The answer must be every line below that holds the word "errors".

----- Record set -----

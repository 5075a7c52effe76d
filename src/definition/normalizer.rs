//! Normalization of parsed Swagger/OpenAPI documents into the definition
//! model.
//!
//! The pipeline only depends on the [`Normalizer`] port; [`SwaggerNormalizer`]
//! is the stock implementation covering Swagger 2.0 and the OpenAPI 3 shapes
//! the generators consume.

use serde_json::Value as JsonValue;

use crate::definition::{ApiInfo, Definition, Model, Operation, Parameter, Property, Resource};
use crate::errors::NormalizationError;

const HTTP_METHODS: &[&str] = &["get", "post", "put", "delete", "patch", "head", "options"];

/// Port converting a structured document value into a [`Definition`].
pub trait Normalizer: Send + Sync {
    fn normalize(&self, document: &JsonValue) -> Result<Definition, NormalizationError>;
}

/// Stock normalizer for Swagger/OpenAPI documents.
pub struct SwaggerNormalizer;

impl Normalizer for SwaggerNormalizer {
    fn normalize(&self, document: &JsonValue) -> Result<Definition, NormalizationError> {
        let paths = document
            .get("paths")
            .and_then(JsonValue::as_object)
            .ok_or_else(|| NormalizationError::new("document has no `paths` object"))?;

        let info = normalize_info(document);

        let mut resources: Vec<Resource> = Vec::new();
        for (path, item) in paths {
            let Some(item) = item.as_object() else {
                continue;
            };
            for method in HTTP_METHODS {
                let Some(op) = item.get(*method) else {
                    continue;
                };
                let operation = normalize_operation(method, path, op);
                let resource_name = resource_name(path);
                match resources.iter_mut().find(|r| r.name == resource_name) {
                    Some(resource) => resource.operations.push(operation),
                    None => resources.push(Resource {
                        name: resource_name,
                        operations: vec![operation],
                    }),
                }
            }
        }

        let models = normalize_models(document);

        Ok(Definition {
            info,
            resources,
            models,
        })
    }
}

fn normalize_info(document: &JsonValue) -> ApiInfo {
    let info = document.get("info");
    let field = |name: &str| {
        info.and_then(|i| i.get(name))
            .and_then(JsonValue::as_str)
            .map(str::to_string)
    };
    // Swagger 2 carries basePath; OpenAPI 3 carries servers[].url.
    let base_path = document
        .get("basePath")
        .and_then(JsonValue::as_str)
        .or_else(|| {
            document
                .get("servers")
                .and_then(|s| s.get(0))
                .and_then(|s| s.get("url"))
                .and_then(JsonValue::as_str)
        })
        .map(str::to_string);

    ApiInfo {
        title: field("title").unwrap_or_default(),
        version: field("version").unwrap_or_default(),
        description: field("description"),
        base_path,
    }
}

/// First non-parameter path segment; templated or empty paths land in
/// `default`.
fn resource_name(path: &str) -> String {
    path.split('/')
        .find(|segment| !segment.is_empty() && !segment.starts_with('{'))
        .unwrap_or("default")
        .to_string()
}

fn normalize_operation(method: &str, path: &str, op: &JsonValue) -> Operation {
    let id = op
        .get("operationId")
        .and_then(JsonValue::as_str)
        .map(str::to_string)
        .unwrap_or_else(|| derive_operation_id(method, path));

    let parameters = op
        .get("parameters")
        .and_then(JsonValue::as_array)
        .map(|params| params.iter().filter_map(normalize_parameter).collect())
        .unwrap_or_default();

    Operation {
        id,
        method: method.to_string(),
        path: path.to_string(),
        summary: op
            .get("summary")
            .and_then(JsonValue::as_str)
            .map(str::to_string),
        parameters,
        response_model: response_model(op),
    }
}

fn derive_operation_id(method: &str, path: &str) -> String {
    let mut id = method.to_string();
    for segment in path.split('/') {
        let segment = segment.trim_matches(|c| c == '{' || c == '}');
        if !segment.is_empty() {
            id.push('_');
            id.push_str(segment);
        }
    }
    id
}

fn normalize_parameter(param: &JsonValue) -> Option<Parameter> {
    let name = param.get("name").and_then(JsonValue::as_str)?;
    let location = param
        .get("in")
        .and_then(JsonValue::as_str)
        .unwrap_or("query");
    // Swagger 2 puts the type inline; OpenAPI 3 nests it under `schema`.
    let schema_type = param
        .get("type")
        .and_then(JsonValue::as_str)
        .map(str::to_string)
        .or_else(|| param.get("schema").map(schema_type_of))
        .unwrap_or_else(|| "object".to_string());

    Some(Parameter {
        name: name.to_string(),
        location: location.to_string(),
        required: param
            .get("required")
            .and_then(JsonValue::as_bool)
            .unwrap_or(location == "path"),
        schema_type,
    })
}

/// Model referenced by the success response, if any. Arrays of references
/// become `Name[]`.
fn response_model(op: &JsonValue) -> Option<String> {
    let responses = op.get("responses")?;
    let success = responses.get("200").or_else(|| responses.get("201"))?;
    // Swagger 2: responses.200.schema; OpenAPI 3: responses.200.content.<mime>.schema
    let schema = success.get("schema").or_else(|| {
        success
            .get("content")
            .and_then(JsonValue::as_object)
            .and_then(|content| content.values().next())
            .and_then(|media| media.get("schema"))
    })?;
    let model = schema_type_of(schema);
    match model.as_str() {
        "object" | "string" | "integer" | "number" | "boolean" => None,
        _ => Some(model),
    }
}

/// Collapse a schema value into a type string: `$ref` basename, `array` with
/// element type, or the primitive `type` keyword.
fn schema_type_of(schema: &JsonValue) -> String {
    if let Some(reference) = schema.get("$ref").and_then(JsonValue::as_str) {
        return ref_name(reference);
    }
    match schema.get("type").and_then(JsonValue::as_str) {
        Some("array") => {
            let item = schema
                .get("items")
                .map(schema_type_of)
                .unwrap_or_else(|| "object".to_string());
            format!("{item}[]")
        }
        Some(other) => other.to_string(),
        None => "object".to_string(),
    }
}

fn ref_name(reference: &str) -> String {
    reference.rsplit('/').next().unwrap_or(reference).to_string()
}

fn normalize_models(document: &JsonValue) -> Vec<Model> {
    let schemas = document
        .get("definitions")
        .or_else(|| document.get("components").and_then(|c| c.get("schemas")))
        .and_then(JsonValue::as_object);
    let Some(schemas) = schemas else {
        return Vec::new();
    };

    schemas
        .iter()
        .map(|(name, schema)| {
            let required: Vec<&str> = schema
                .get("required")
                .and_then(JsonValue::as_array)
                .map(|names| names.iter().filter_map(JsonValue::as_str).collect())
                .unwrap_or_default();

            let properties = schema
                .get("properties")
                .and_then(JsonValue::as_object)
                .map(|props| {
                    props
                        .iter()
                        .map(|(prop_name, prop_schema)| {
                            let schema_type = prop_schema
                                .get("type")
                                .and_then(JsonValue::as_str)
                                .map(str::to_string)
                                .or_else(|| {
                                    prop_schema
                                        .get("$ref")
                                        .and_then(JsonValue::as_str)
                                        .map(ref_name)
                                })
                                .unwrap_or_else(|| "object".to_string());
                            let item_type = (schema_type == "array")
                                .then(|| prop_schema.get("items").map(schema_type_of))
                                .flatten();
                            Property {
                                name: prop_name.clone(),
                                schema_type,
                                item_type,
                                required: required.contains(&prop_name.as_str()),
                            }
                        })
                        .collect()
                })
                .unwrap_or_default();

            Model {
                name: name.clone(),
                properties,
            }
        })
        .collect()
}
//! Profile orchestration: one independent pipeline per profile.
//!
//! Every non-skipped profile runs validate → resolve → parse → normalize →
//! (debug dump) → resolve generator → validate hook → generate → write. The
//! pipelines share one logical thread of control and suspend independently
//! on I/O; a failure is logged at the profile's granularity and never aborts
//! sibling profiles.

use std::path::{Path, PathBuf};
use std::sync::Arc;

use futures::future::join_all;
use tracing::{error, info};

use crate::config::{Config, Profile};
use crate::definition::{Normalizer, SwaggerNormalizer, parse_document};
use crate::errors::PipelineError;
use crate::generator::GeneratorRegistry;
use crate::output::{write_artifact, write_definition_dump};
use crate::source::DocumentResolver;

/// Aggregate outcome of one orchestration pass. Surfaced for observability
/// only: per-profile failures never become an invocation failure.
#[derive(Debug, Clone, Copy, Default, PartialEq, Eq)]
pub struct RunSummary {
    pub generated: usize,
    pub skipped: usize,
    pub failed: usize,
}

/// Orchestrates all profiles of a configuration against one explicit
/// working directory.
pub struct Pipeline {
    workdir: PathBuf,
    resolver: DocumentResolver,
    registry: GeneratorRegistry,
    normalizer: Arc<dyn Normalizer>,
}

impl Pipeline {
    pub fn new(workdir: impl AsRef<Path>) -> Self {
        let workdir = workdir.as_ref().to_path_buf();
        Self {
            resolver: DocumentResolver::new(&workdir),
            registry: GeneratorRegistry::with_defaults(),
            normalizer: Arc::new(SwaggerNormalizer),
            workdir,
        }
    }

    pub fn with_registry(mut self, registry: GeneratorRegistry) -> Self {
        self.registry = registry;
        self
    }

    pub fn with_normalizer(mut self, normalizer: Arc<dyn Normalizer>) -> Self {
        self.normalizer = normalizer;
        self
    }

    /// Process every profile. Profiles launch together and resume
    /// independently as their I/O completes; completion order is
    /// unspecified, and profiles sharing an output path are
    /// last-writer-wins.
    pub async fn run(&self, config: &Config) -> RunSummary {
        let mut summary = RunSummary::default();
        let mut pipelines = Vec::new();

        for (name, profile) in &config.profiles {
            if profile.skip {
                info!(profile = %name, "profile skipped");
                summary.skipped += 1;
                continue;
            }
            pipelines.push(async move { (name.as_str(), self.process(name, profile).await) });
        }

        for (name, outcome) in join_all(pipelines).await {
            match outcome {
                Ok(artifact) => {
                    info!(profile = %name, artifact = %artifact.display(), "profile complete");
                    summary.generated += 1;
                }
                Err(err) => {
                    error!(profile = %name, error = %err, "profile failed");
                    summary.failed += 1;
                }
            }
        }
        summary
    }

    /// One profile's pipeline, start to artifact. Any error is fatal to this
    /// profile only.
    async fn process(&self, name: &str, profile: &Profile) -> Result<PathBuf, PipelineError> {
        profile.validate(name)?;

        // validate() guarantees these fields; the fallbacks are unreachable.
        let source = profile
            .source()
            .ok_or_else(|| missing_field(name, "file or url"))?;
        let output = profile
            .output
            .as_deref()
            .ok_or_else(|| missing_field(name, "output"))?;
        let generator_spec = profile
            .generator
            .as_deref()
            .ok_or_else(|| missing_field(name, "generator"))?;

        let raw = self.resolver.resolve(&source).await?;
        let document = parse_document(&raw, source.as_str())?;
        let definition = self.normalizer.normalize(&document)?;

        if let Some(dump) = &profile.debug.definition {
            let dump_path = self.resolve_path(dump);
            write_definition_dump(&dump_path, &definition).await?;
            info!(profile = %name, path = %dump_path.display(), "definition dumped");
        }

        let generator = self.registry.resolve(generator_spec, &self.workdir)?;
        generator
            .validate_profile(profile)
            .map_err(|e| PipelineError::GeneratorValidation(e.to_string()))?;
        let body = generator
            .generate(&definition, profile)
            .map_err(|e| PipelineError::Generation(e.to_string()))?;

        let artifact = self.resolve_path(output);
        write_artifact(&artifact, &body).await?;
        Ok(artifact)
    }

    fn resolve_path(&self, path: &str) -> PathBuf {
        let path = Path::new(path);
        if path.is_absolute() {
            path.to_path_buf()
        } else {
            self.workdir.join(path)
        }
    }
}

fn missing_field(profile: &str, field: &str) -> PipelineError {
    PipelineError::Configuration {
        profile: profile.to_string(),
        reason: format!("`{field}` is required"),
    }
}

-----

Answer to the exercise ▸
use crate::errors::NormalizationError;
use crate::errors::PipelineError;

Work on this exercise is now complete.